YOUR OBJECTIVE.
Your response must be made up of each line in the data below that contains the string "find".

[DATA EXCERPTS]

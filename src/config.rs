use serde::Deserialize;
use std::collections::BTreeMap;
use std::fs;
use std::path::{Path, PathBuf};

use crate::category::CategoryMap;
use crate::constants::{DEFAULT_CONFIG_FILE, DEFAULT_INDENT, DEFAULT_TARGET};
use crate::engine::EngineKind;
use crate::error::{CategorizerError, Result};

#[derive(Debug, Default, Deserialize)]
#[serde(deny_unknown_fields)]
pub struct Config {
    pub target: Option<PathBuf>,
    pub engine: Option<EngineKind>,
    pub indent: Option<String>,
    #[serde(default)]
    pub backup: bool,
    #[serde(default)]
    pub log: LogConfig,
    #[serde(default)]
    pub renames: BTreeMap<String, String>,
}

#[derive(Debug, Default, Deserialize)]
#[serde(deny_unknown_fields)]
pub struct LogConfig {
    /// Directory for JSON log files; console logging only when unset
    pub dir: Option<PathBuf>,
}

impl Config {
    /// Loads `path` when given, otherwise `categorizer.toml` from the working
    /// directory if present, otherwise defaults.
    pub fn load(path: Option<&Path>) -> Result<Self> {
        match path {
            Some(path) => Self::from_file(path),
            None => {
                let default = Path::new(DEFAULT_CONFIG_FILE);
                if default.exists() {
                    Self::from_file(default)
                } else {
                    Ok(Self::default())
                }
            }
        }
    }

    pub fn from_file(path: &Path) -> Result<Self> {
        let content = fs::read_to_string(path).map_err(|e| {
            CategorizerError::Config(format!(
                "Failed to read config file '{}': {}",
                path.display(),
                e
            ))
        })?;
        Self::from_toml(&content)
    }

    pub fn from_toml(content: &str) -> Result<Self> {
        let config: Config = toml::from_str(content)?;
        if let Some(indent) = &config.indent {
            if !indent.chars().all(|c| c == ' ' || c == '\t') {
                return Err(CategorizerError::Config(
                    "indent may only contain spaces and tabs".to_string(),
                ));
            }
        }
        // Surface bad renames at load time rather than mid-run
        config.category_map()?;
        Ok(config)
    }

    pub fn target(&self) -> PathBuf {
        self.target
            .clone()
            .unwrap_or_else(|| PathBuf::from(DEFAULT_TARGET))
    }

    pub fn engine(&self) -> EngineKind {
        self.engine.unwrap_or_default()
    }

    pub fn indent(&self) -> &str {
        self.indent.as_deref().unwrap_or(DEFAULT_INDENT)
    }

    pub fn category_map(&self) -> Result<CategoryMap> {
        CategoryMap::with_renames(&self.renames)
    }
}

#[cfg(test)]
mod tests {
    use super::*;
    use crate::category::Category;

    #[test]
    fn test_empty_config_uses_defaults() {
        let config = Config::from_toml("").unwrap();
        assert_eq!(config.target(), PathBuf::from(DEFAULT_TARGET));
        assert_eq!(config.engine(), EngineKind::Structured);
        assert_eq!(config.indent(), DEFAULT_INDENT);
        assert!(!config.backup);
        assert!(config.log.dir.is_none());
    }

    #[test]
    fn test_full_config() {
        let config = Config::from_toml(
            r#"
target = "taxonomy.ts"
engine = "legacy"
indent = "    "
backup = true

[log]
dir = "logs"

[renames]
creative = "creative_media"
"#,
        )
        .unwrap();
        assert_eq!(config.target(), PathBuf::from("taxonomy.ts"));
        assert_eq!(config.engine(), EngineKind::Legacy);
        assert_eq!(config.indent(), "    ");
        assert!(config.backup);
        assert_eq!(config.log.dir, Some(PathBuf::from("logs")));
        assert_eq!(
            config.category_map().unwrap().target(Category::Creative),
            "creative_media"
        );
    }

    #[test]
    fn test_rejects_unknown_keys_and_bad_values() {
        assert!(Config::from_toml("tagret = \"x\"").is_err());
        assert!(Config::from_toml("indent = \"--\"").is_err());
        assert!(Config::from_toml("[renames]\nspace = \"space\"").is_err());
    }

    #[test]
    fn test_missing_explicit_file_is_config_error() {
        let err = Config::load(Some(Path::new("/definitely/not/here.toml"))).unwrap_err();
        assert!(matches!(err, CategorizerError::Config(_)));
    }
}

[/DATA EXCERPTS]
[DATA EXCERPTS]

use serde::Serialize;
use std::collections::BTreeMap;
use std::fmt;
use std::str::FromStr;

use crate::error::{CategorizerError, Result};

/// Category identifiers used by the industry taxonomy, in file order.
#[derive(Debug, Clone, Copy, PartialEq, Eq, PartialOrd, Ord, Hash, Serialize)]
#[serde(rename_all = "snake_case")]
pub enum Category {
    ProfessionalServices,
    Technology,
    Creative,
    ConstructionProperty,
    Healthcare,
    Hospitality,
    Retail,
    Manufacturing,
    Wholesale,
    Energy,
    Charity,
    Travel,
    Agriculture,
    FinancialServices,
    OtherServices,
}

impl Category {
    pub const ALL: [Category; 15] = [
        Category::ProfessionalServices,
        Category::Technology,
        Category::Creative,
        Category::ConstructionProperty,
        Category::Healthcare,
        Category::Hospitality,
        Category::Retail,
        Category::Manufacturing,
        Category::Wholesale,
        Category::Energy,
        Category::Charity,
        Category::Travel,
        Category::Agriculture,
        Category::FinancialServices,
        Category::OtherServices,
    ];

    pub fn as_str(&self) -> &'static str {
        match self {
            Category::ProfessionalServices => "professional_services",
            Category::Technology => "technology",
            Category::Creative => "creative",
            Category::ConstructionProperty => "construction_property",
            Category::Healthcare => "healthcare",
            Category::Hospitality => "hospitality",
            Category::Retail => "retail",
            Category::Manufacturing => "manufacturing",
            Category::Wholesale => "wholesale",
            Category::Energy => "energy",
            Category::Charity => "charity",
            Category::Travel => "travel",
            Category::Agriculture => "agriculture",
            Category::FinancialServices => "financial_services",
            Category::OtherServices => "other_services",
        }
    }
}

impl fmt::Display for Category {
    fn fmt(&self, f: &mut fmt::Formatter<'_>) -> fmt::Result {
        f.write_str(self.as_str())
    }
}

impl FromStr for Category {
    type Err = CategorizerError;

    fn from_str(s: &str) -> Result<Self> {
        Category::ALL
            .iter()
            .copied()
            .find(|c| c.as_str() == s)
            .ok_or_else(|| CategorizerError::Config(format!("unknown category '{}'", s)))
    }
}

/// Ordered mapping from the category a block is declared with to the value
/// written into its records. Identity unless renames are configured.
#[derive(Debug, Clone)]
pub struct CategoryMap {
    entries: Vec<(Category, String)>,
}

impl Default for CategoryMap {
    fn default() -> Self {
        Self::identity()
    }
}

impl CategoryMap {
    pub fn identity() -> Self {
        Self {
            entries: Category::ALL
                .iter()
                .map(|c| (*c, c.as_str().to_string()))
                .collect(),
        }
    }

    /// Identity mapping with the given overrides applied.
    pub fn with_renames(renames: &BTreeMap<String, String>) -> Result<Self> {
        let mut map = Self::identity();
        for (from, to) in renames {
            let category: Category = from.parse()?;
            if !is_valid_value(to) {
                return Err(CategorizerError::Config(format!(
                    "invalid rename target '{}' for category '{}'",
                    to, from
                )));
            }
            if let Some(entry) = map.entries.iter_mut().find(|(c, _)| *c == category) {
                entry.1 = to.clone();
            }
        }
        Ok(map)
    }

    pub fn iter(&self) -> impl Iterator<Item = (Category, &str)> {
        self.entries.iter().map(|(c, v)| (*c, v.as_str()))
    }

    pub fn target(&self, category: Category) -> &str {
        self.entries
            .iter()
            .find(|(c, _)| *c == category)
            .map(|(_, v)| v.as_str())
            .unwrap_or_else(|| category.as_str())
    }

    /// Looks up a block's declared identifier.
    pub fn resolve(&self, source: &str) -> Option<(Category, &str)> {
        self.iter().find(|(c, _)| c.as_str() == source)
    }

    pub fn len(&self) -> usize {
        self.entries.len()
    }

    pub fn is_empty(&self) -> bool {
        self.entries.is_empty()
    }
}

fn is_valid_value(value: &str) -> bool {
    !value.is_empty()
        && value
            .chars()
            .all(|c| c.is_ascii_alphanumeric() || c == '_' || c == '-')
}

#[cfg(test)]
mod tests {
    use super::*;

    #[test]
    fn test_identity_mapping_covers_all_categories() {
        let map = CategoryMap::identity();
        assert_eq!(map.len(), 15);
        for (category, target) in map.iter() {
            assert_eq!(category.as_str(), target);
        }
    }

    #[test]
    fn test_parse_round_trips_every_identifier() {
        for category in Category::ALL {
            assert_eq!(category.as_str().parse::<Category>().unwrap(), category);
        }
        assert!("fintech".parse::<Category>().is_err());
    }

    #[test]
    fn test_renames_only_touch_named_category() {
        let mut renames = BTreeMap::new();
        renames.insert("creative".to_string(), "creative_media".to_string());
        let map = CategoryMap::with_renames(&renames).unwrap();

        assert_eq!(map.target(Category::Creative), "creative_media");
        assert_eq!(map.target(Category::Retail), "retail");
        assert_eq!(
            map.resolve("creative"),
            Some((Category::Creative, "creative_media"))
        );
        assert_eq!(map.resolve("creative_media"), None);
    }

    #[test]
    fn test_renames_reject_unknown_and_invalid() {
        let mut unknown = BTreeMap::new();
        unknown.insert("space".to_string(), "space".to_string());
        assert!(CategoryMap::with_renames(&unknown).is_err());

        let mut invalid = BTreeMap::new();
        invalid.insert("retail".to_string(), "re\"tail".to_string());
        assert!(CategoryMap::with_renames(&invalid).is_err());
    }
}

[/DATA EXCERPTS]
[DATA EXCERPTS]

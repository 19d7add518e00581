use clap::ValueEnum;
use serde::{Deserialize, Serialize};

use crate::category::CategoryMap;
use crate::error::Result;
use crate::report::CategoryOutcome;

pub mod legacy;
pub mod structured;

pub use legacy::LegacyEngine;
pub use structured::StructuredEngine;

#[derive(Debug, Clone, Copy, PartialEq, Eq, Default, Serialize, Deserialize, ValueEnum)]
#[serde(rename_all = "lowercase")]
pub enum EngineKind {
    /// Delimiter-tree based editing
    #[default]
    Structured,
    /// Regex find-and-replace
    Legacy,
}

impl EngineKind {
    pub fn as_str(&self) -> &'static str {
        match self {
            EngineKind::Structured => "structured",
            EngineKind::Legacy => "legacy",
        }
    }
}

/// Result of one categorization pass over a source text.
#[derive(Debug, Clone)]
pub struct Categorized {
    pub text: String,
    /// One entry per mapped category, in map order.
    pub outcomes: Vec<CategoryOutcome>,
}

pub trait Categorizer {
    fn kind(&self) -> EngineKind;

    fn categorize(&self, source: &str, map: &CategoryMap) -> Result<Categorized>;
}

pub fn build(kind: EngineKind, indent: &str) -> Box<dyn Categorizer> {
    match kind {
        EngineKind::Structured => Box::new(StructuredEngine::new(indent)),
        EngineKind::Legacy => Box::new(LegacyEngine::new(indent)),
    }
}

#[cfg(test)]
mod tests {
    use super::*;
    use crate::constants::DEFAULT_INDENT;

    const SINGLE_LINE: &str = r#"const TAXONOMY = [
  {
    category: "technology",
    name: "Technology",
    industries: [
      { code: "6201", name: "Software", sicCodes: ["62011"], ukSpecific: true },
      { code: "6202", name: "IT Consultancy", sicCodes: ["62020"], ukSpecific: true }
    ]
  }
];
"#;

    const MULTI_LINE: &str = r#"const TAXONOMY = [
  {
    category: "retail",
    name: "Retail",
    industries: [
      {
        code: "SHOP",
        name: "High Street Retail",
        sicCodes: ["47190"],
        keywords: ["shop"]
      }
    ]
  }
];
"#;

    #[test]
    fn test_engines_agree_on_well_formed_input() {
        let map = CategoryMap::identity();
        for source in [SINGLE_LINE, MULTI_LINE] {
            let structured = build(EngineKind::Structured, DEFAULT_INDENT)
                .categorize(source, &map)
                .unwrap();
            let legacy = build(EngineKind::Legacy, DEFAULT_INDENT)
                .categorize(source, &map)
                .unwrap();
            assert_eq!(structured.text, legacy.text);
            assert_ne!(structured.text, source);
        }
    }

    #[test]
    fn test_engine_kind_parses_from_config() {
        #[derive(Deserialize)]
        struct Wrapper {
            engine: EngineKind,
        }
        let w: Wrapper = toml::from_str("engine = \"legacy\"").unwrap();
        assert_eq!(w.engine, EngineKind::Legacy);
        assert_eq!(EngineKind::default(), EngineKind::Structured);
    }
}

[/DATA EXCERPTS]

ANSWER SECTION.
            .find(|c| c.as_str() == s)
            if let Some(entry) = map.entries.iter_mut().find(|(c, _)| *c == category) {
            .find(|(c, _)| *c == category)
        self.iter().find(|(c, _)| c.as_str() == source)
    /// Regex find-and-replace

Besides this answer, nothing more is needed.